I Am A: Lawful Good Human Cleric (7th Level)

Ability Scores:

Strength-11
Dexterity-17
Constitution-12
Intelligence-16
Wisdom-16
Charisma-15

Alignment:
Lawful Good A lawful good character acts as a good person is expected or required to act. He combines a commitment to oppose evil with the discipline to fight relentlessly. He tells the truth, keeps his word, helps those in need, and speaks out against injustice. A lawful good character hates to see the guilty go unpunished. Lawful good is the best alignment you can be because it combines honor and compassion. However, lawful good can be a dangerous alignment because it restricts freedom and criminalizes self-interest.

Race:
Humans are the most adaptable of the common races. Short generations and a penchant for migration and conquest have made them physically diverse as well. Humans are often unorthodox in their dress, sporting unusual hairstyles, fanciful clothes, tattoos, and the like.

Class:
Clerics act as intermediaries between the earthly and the divine (or infernal) worlds. A good cleric helps those in need, while an evil cleric seeks to spread his patron's vision of evil across the world. All clerics can heal wounds and bring people back from the brink of death, and powerful clerics can even raise the dead. Likewise, all clerics have authority over undead creatures, and they can turn away or even destroy these creatures. Clerics are trained in the use of simple weapons, and can use all forms of armor and shields without penalty, since armor does not interfere with the casting of divine spells. In addition to his normal complement of spells, every cleric chooses to focus on two of his deity's domains. These domains grants the cleric special powers, and give him access to spells that he might otherwise never learn. A cleric's Wisdom score should be high, since this determines the maximum spell level that he can cast.

03 March 2008

Well, Duh......

If you live in flyover country, the results of this poll have been pretty obvious for a while:

"Nearly 70 percent of Americans believe traditional journalism is out of touch, and nearly half are turning to the Internet to get their news, according to a new survey.

While most people think journalism is important to the quality of life, 64 percent are dissatisfied with the quality of journalism in their communities, a We Media/Zogby Interactive online poll showed."


And the remaining 36 percent? They are gonna vote for Hillary or Obama no matter what.

02 March 2008

Conventional Wisdom.

As I said in an earlier post, the Diocese of Louisiana held their annual convention at my church in Baton Rouge. I was there as part of the host church's volunteer group, not as a delegate or observer, so I didn't get to see much of the sessions. But what I can tell you, ye Episcopal news junkies, is this:

1. In their native country, Bishops from South Africa must be paid by the word for homlies. His was darn near 40 minutes. At Evensong. As you can imagine, he lost me when he started going on about "speaking truth to power..."

2. Jackie Bruchi is a very nice person in person.

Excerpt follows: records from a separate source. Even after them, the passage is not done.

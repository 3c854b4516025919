//! Shared helpers for the input plugins: ZIP containers, text decoding,
//! XML access, MIME lookup and Markdown builders.

pub mod archive;
pub mod encoding;
pub mod markdown;
pub mod mime;
pub mod xml;
//! EPUB package parsing — container.xml, then the OPF metadata, manifest and spine.

use std::collections::HashMap;

use quick_xml::events::Event;
use quick_xml::Reader;

use convert_core::error::{ConvertError, Result};
use convert_utils::archive::{decode_href, resolve_part, ZipPackage};
use convert_utils::mime;
use convert_utils::xml::{attr, local_name};

/// What the converter needs from an EPUB package.
#[derive(Debug, Default)]
pub struct EpubPackage {
    /// Dublin Core fields in display order; repeated creators are joined.
    pub metadata: Vec<(&'static str, String)>,
    /// Archive paths of the (X)HTML spine documents, in reading order.
    pub spine: Vec<String>,
}

/// Metadata fields that are emitted, with their display labels.
const METADATA_FIELDS: &[(&str, &str)] = &[
    ("title", "Title"),
    ("creator", "Authors"),
    ("language", "Language"),
    ("publisher", "Publisher"),
    ("date", "Date"),
    ("description", "Description"),
    ("identifier", "Identifier"),
];

pub fn parse_package(pkg: &mut ZipPackage) -> Result<EpubPackage> {
    let container = pkg
        .read_string("META-INF/container.xml")
        .map_err(|e| ConvertError::Extraction(format!("Not an EPUB (container.xml): {}", e)))?;
    let opf_path = find_rootfile(&container)?;
    log::debug!("OPF path: {}", opf_path);

    let opf = pkg
        .read_string(&opf_path)
        .map_err(|e| ConvertError::Extraction(format!("Cannot read {}: {}", opf_path, e)))?;

    let metadata = parse_metadata(&opf);
    let manifest = parse_manifest(&opf);
    let spine = parse_spine(&opf)
        .into_iter()
        .filter_map(|idref| {
            let Some((href, media_type)) = manifest.get(&idref) else {
                log::warn!("Spine item {} missing from manifest", idref);
                return None;
            };
            if !mime::is_html_mime(media_type) {
                return None;
            }
            Some(resolve_part(&opf_path, href))
        })
        .collect();

    Ok(EpubPackage { metadata, spine })
}

fn find_rootfile(container: &str) -> Result<String> {
    let mut reader = Reader::from_str(container);
    loop {
        match reader.read_event() {
            Ok(Event::Empty(ref e)) | Ok(Event::Start(ref e)) => {
                if local_name(e) == "rootfile" {
                    if let Some(path) = attr(e, "full-path") {
                        return Ok(path);
                    }
                }
            }
            Ok(Event::Eof) => break,
            Err(e) => return Err(ConvertError::Xml(format!("container.xml: {}", e))),
            _ => {}
        }
    }
    Err(ConvertError::Extraction(
        "No rootfile found in container.xml".to_string(),
    ))
}

fn parse_metadata(opf: &str) -> Vec<(&'static str, String)> {
    let mut values: HashMap<&'static str, Vec<String>> = HashMap::new();
    let mut reader = Reader::from_str(opf);
    let mut in_metadata = false;
    let mut current: Option<&'static str> = None;
    let mut text = String::new();

    loop {
        match reader.read_event() {
            Ok(Event::Start(ref e)) => {
                let local = local_name(e);
                if local == "metadata" {
                    in_metadata = true;
                } else if in_metadata {
                    current = METADATA_FIELDS
                        .iter()
                        .find(|(key, _)| *key == local)
                        .map(|(key, _)| *key);
                    text.clear();
                }
            }
            Ok(Event::Text(ref t)) if current.is_some() => {
                if let Ok(s) = t.unescape() {
                    text.push_str(&s);
                }
            }
            Ok(Event::End(ref e)) => {
                let local = String::from_utf8_lossy(e.local_name().as_ref()).into_owned();
                if local == "metadata" {
                    break;
                }
                if let Some(key) = current.take() {
                    let value = text.trim();
                    if !value.is_empty() {
                        values.entry(key).or_default().push(value.to_string());
                    }
                }
            }
            Ok(Event::Eof) => break,
            Err(e) => {
                log::warn!("OPF metadata: {}", e);
                break;
            }
            _ => {}
        }
    }

    METADATA_FIELDS
        .iter()
        .filter_map(|(key, label)| {
            let vals = values.remove(key)?;
            let joined = if *key == "identifier" {
                vals.into_iter().next().unwrap_or_default()
            } else {
                vals.join(", ")
            };
            Some((*label, joined))
        })
        .collect()
}

/// Manifest as `id → (href, media-type)`; hrefs are percent-decoded.
fn parse_manifest(opf: &str) -> HashMap<String, (String, String)> {
    let mut items = HashMap::new();
    let mut reader = Reader::from_str(opf);

    loop {
        match reader.read_event() {
            Ok(Event::Start(ref e)) | Ok(Event::Empty(ref e)) => {
                if local_name(e) == "item" {
                    let (Some(id), Some(href)) = (attr(e, "id"), attr(e, "href")) else {
                        continue;
                    };
                    let media_type = attr(e, "media-type").unwrap_or_default();
                    items.insert(id, (decode_href(&href), media_type));
                }
            }
            Ok(Event::Eof) => break,
            Err(_) => break,
            _ => {}
        }
    }
    items
}

fn parse_spine(opf: &str) -> Vec<String> {
    let mut idrefs = Vec::new();
    let mut reader = Reader::from_str(opf);
    let mut in_spine = false;

    loop {
        match reader.read_event() {
            Ok(Event::Start(ref e)) | Ok(Event::Empty(ref e)) => {
                let local = local_name(e);
                if local == "spine" {
                    in_spine = true;
                } else if local == "itemref" && in_spine {
                    if let Some(idref) = attr(e, "idref") {
                        idrefs.push(idref);
                    }
                }
            }
            Ok(Event::End(ref e)) => {
                if e.local_name().as_ref() == b"spine" {
                    in_spine = false;
                }
            }
            Ok(Event::Eof) => break,
            Err(_) => break,
            _ => {}
        }
    }
    idrefs
}

#[cfg(test)]
mod tests {
    use super::*;

    const OPF: &str = r#"<?xml version="1.0"?>
<package xmlns="http://www.idpf.org/2007/opf" version="3.0">
  <metadata xmlns:dc="http://purl.org/dc/elements/1.1/">
    <dc:title>Sample &amp; Co</dc:title>
    <dc:creator>Ada</dc:creator>
    <dc:creator>Grace</dc:creator>
    <dc:language>he</dc:language>
    <dc:identifier id="bookid">urn:uuid:1234</dc:identifier>
    <meta property="dcterms:modified">2024-01-01</meta>
  </metadata>
  <manifest>
    <item id="nav" href="nav.xhtml" media-type="application/xhtml+xml" properties="nav"/>
    <item id="c1" href="Text/chapter%201.xhtml" media-type="application/xhtml+xml"/>
    <item id="css" href="style.css" media-type="text/css"/>
  </manifest>
  <spine>
    <itemref idref="c1"/>
    <itemref idref="missing"/>
    <itemref idref="css"/>
  </spine>
</package>"#;

    #[test]
    fn test_find_rootfile() {
        let xml = r#"<container><rootfiles><rootfile full-path="OEBPS/content.opf" media-type="application/oebps-package+xml"/></rootfiles></container>"#;
        assert_eq!(find_rootfile(xml).unwrap(), "OEBPS/content.opf");
        assert!(find_rootfile("<container/>").is_err());
    }

    #[test]
    fn test_parse_metadata() {
        let meta = parse_metadata(OPF);
        assert_eq!(
            meta,
            vec![
                ("Title", "Sample & Co".to_string()),
                ("Authors", "Ada, Grace".to_string()),
                ("Language", "he".to_string()),
                ("Identifier", "urn:uuid:1234".to_string()),
            ]
        );
    }

    #[test]
    fn test_manifest_and_spine() {
        let manifest = parse_manifest(OPF);
        assert_eq!(manifest["c1"].0, "Text/chapter 1.xhtml");
        assert_eq!(parse_spine(OPF), vec!["c1", "missing", "css"]);
    }
}
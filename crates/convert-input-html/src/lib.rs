//! HTML input plugin — walks the parsed DOM and emits Markdown.
//!
//! The converter is also used by the EPUB plugin for spine documents.

mod convert;

use std::path::Path;

use convert_core::error::Result;
use convert_core::format::DocumentFormat;
use convert_core::plugin::{ExtractContext, InputPlugin};
use convert_utils::encoding::decode_text;

pub use convert::html_to_markdown;

pub struct HtmlInputPlugin;

impl InputPlugin for HtmlInputPlugin {
    fn name(&self) -> &str {
        "HTML Input"
    }

    fn supported_formats(&self) -> &[DocumentFormat] {
        &[DocumentFormat::Html]
    }

    fn convert(&self, input_path: &Path, ctx: &ExtractContext<'_>) -> Result<String> {
        log::debug!("Reading HTML: {}", input_path.display());
        let bytes = std::fs::read(input_path)?;
        let html = decode_text(&bytes, ctx.options.input_encoding.as_deref());
        Ok(html_to_markdown(&html))
    }
}

#[cfg(test)]
mod tests {
    use super::*;
    use convert_core::options::ConversionOptions;
    use convert_core::registry::PluginRegistry;

    #[test]
    fn test_plugin_reads_file() {
        let dir = tempfile::tempdir().unwrap();
        let path = dir.path().join("report.html");
        std::fs::write(
            &path,
            "<html><head><title>Ignored</title></head><body><h2>שלום</h2><p>Hello there</p></body></html>",
        )
        .unwrap();

        let registry = PluginRegistry::new().with(Box::new(HtmlInputPlugin));
        let md = registry.extract(&path, &ConversionOptions::default()).unwrap();
        assert_eq!(md, "## שלום\n\nHello there\n");
    }
}
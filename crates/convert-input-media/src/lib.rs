//! Media input plugin — describes images and audio files by their metadata.
//!
//! No OCR or transcription is attempted; the Markdown holds a title and a
//! `Key: value` line per known property.

mod wav;

use std::path::Path;

use convert_core::error::{ConvertError, Result};
use convert_core::format::{DocumentFormat, DocumentRef};
use convert_core::plugin::{ExtractContext, InputPlugin};
use convert_utils::mime::mime_from_path;

pub struct MediaInputPlugin;

impl InputPlugin for MediaInputPlugin {
    fn name(&self) -> &str {
        "Media Input"
    }

    fn supported_formats(&self) -> &[DocumentFormat] {
        &[DocumentFormat::Image, DocumentFormat::Audio]
    }

    fn convert(&self, input_path: &Path, _ctx: &ExtractContext<'_>) -> Result<String> {
        let doc = DocumentRef::new(input_path);
        let size = std::fs::metadata(input_path)?.len();

        let mut fields: Vec<(&str, String)> = Vec::new();
        match doc.format {
            Some(DocumentFormat::Image) => image_fields(input_path, &mut fields)?,
            _ => audio_fields(input_path, &mut fields)?,
        }
        fields.push(("MimeType", mime_from_path(input_path)));
        fields.push(("FileSize", format!("{} bytes", size)));

        let mut md = format!("# {}\n\n", doc.display_name());
        for (key, value) in fields {
            md.push_str(&format!("{}: {}\n", key, value));
        }
        Ok(md)
    }
}

fn image_fields(path: &Path, fields: &mut Vec<(&str, String)>) -> Result<()> {
    let reader = image::ImageReader::open(path)?
        .with_guessed_format()
        .map_err(|e| ConvertError::Extraction(format!("Cannot read image: {}", e)))?;
    let format = reader
        .format()
        .ok_or_else(|| ConvertError::Extraction("Unrecognised image data".to_string()))?;
    let (width, height) = reader
        .into_dimensions()
        .map_err(|e| ConvertError::Extraction(format!("Cannot read image header: {}", e)))?;

    fields.push(("ImageWidth", width.to_string()));
    fields.push(("ImageHeight", height.to_string()));
    fields.push(("Format", format!("{:?}", format).to_uppercase()));
    Ok(())
}

fn audio_fields(path: &Path, fields: &mut Vec<(&str, String)>) -> Result<()> {
    let ext = path
        .extension()
        .and_then(|e| e.to_str())
        .unwrap_or("")
        .to_uppercase();
    fields.push(("Format", ext.clone()));

    if ext == "WAV" {
        let bytes = std::fs::read(path)?;
        match wav::parse_wav(&bytes) {
            Some(info) => {
                fields.push(("Channels", info.channels.to_string()));
                fields.push(("SampleRate", format!("{} Hz", info.sample_rate)));
                fields.push(("BitsPerSample", info.bits_per_sample.to_string()));
                fields.push(("Duration", wav::format_duration(info.duration_secs())));
            }
            None => log::warn!("{}: not a readable RIFF/WAVE header", path.display()),
        }
    }
    Ok(())
}
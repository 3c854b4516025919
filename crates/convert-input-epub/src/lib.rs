//! EPUB input plugin — metadata block followed by the spine documents.

mod parser;

use std::path::Path;

use convert_core::error::{ConvertError, Result};
use convert_core::format::DocumentFormat;
use convert_core::plugin::{ExtractContext, InputPlugin};
use convert_input_html::html_to_markdown;
use convert_utils::archive::ZipPackage;

pub struct EpubInputPlugin;

impl InputPlugin for EpubInputPlugin {
    fn name(&self) -> &str {
        "EPUB Input"
    }

    fn supported_formats(&self) -> &[DocumentFormat] {
        &[DocumentFormat::Epub]
    }

    fn convert(&self, input_path: &Path, _ctx: &ExtractContext<'_>) -> Result<String> {
        log::debug!("Reading EPUB: {}", input_path.display());

        let mut pkg = ZipPackage::open(input_path)
            .map_err(|e| ConvertError::Extraction(format!("Invalid EPUB archive: {}", e)))?;
        let epub = parser::parse_package(&mut pkg)?;

        let mut sections = Vec::new();
        let header: Vec<String> = epub
            .metadata
            .iter()
            .map(|(label, value)| format!("**{}:** {}", label, value))
            .collect();
        if !header.is_empty() {
            sections.push(header.join("\n"));
        }

        for part in &epub.spine {
            match pkg.read_string(part) {
                Ok(html) => {
                    let md = html_to_markdown(&html);
                    if !md.trim().is_empty() {
                        sections.push(md);
                    }
                }
                Err(e) => log::warn!("Skipping unreadable spine document {}: {}", part, e),
            }
        }

        log::debug!("EPUB: {} spine documents", epub.spine.len());
        Ok(sections.join("\n\n"))
    }
}

#[cfg(test)]
mod tests {
    use super::*;
    use convert_core::options::ConversionOptions;
    use convert_core::registry::PluginRegistry;
    use std::io::Write;
    use zip::write::SimpleFileOptions;

    fn write_epub(path: &Path) {
        let mut zip = zip::ZipWriter::new(std::fs::File::create(path).unwrap());
        let opts = SimpleFileOptions::default();
        let files: &[(&str, &str)] = &[
            ("mimetype", "application/epub+zip"),
            (
                "META-INF/container.xml",
                r#"<?xml version="1.0"?><container version="1.0" xmlns="urn:oasis:names:tc:opendocument:xmlns:container"><rootfiles><rootfile full-path="OEBPS/content.opf" media-type="application/oebps-package+xml"/></rootfiles></container>"#,
            ),
            (
                "OEBPS/content.opf",
                r#"<?xml version="1.0"?><package xmlns="http://www.idpf.org/2007/opf"><metadata xmlns:dc="http://purl.org/dc/elements/1.1/"><dc:title>Tiny Book</dc:title><dc:creator>Noa</dc:creator></metadata><manifest><item id="a" href="text/a.xhtml" media-type="application/xhtml+xml"/><item id="b" href="text/b.xhtml" media-type="application/xhtml+xml"/></manifest><spine><itemref idref="b"/><itemref idref="a"/></spine></package>"#,
            ),
            (
                "OEBPS/text/a.xhtml",
                r#"<html xmlns="http://www.w3.org/1999/xhtml"><head><title>A</title></head><body><h1>Second</h1><p>Body A</p></body></html>"#,
            ),
            (
                "OEBPS/text/b.xhtml",
                r#"<html xmlns="http://www.w3.org/1999/xhtml"><head><title>B</title></head><body><h1>First</h1></body></html>"#,
            ),
        ];
        for (name, body) in files {
            zip.start_file(*name, opts).unwrap();
            zip.write_all(body.as_bytes()).unwrap();
        }
        zip.finish().unwrap();
    }

    #[test]
    fn test_epub_to_markdown() {
        let dir = tempfile::tempdir().unwrap();
        let path = dir.path().join("tiny.epub");
        write_epub(&path);

        let registry = PluginRegistry::new().with(Box::new(EpubInputPlugin));
        let md = registry.extract(&path, &ConversionOptions::default()).unwrap();
        assert_eq!(
            md,
            "**Title:** Tiny Book\n**Authors:** Noa\n\n# First\n\n# Second\n\nBody A\n"
        );
    }

    #[test]
    fn test_not_an_epub() {
        let dir = tempfile::tempdir().unwrap();
        let path = dir.path().join("fake.epub");
        std::fs::write(&path, b"plain text").unwrap();

        let registry = PluginRegistry::new().with(Box::new(EpubInputPlugin));
        let err = registry
            .extract(&path, &ConversionOptions::default())
            .unwrap_err();
        assert!(matches!(err, ConvertError::Extraction(_)));
    }
}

3. The Doicese did affirm the uniqueness of Christ, without dissent, though I understand it was not in as strong a terms as originally submitted. That this even has to be a topic of debate nowadays says volumes about where The Episcopal Church is, and where it isn't.

4. We are a small group, us 'Piskies. Case in point: I ran into a fellow from my high school youth group at St. Augustine's, Metairie (and later at St. John's, Kenner). We had not seen each other in 30 years.

More tomorrow.

UPDATE: Convention results are here. Nothing much to shout about. Things are pretty much the same. Sorry Jackie lost, though.